EXERCISE AIM:
Only the number is needed. Please count the lines below in which the word "Option" occurs.
━━━━━━━━
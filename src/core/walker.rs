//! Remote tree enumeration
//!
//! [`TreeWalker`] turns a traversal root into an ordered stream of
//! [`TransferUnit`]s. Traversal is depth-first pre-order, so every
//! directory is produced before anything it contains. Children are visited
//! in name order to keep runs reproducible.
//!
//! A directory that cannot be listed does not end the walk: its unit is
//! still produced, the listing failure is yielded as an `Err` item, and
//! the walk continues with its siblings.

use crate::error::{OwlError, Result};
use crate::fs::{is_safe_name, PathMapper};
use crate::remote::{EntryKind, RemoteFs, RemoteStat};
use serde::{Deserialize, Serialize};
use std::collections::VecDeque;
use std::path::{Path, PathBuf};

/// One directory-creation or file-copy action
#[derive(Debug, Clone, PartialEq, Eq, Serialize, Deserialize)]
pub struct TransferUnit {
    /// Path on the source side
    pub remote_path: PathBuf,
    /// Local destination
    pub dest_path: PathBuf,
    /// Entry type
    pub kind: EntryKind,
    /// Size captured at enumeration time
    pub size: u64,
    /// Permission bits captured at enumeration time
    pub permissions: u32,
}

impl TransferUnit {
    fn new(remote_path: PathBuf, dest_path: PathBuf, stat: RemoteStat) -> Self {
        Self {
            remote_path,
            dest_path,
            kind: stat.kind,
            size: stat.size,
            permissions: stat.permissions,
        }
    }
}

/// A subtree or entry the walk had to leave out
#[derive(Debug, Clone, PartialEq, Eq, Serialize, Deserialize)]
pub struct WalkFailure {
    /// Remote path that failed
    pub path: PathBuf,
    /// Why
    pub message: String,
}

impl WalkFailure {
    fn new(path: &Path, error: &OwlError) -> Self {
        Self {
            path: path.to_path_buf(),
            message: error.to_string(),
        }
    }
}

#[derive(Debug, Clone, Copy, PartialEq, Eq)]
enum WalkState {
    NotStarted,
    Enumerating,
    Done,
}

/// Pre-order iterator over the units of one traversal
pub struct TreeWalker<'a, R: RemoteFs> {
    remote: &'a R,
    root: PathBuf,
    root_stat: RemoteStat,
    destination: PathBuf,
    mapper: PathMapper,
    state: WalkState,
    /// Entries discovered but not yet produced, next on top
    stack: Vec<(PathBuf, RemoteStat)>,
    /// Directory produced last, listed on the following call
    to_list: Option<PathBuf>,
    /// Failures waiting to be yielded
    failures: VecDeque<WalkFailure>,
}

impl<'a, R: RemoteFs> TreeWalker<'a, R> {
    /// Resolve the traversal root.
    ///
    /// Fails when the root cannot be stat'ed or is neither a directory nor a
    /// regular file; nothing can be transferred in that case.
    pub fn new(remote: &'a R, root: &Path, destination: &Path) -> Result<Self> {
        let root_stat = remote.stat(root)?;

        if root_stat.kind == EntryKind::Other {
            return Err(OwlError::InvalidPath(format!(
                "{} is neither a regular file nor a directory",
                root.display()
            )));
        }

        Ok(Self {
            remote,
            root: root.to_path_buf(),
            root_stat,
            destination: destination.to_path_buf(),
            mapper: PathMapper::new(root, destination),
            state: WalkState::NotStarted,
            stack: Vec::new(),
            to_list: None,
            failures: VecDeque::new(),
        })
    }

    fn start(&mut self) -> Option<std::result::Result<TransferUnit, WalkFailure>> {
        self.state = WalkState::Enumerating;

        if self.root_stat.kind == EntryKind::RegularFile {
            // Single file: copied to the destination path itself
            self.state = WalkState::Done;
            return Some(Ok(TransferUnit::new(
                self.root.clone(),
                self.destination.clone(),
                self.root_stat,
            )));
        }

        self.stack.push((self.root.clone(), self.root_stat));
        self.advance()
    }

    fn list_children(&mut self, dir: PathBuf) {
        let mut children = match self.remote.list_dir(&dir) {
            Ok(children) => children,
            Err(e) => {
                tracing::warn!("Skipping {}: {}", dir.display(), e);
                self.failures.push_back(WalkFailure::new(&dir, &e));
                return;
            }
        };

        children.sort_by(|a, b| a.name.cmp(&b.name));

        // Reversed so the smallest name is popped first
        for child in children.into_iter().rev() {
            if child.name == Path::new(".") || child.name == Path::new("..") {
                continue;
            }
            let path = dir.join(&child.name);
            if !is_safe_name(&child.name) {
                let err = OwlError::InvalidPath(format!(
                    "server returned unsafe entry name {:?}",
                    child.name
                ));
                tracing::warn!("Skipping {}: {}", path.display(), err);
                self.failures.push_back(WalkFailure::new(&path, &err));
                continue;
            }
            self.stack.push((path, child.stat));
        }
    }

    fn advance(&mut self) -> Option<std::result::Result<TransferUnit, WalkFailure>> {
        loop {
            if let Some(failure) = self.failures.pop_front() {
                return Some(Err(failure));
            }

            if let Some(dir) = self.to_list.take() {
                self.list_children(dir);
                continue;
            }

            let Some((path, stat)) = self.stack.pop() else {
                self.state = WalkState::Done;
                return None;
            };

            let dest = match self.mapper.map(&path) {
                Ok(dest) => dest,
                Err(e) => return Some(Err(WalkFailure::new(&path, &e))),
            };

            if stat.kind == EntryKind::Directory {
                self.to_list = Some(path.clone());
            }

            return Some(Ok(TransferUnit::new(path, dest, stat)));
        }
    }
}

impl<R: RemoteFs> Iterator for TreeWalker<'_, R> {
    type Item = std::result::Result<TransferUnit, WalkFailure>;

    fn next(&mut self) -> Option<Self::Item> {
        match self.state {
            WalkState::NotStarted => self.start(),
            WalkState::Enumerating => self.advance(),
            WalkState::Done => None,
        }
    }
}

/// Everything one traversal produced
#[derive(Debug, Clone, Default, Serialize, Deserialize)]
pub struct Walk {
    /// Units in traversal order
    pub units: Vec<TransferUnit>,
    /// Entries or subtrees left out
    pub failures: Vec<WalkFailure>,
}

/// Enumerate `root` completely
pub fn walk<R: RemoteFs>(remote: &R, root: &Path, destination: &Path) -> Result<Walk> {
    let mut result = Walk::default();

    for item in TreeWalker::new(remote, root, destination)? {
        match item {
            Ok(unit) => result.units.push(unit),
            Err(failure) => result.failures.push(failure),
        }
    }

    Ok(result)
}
━━━━━━━━
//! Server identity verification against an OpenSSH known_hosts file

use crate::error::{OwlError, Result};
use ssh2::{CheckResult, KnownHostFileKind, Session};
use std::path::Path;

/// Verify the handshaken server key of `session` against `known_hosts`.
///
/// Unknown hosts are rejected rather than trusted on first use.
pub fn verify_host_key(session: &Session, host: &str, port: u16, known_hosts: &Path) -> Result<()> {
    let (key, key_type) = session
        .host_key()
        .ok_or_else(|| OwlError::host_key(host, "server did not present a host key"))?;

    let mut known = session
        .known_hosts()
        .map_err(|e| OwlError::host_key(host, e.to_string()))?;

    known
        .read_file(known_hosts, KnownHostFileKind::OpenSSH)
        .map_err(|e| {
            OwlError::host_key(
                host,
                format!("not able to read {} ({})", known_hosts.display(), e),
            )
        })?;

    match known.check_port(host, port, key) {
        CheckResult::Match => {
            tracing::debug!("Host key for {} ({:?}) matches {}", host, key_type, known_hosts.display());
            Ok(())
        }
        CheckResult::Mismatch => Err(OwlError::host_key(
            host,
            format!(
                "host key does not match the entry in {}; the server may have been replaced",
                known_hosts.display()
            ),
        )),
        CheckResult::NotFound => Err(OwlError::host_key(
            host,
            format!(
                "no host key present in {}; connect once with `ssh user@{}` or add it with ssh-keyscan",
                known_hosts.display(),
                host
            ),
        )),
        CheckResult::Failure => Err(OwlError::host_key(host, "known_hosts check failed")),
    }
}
━━━━━━━━
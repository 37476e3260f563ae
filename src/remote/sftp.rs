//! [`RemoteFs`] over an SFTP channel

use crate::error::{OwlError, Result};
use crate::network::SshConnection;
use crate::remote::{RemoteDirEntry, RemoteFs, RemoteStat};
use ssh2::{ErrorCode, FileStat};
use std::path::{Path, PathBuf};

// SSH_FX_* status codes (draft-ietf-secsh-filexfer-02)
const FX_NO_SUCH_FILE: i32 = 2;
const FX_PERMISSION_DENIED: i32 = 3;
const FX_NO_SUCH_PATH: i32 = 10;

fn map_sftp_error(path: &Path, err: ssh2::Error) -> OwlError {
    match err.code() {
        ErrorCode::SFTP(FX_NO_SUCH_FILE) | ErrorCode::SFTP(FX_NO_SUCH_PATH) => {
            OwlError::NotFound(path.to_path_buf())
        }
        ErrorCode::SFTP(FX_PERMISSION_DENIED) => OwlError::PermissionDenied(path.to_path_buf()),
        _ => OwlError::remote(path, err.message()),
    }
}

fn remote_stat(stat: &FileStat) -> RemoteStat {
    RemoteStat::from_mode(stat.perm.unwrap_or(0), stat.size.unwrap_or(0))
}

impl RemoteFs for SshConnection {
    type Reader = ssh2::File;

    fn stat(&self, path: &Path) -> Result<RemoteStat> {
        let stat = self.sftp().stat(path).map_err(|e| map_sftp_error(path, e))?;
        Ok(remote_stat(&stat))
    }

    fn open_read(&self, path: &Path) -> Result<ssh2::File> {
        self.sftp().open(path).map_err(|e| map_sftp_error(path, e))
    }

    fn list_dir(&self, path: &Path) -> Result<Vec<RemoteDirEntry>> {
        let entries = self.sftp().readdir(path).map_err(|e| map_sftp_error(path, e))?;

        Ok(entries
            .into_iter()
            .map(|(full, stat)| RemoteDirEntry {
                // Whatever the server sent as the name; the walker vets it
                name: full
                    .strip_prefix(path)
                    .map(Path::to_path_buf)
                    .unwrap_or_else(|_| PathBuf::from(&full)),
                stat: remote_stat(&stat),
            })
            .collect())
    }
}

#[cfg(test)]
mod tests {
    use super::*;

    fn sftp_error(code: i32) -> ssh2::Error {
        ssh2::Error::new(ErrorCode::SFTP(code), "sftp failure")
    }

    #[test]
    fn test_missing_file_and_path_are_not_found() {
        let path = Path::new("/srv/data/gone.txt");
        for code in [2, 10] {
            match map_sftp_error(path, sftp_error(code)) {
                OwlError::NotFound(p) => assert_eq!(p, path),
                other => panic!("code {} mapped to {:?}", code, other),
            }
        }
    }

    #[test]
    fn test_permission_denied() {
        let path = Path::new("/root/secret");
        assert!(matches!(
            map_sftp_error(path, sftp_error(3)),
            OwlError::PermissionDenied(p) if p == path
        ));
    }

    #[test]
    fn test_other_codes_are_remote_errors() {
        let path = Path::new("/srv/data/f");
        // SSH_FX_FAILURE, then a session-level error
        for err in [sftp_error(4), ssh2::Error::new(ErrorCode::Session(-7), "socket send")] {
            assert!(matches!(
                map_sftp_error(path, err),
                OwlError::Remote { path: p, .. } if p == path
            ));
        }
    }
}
━━━━━━━━
RESPONSE BOX:
4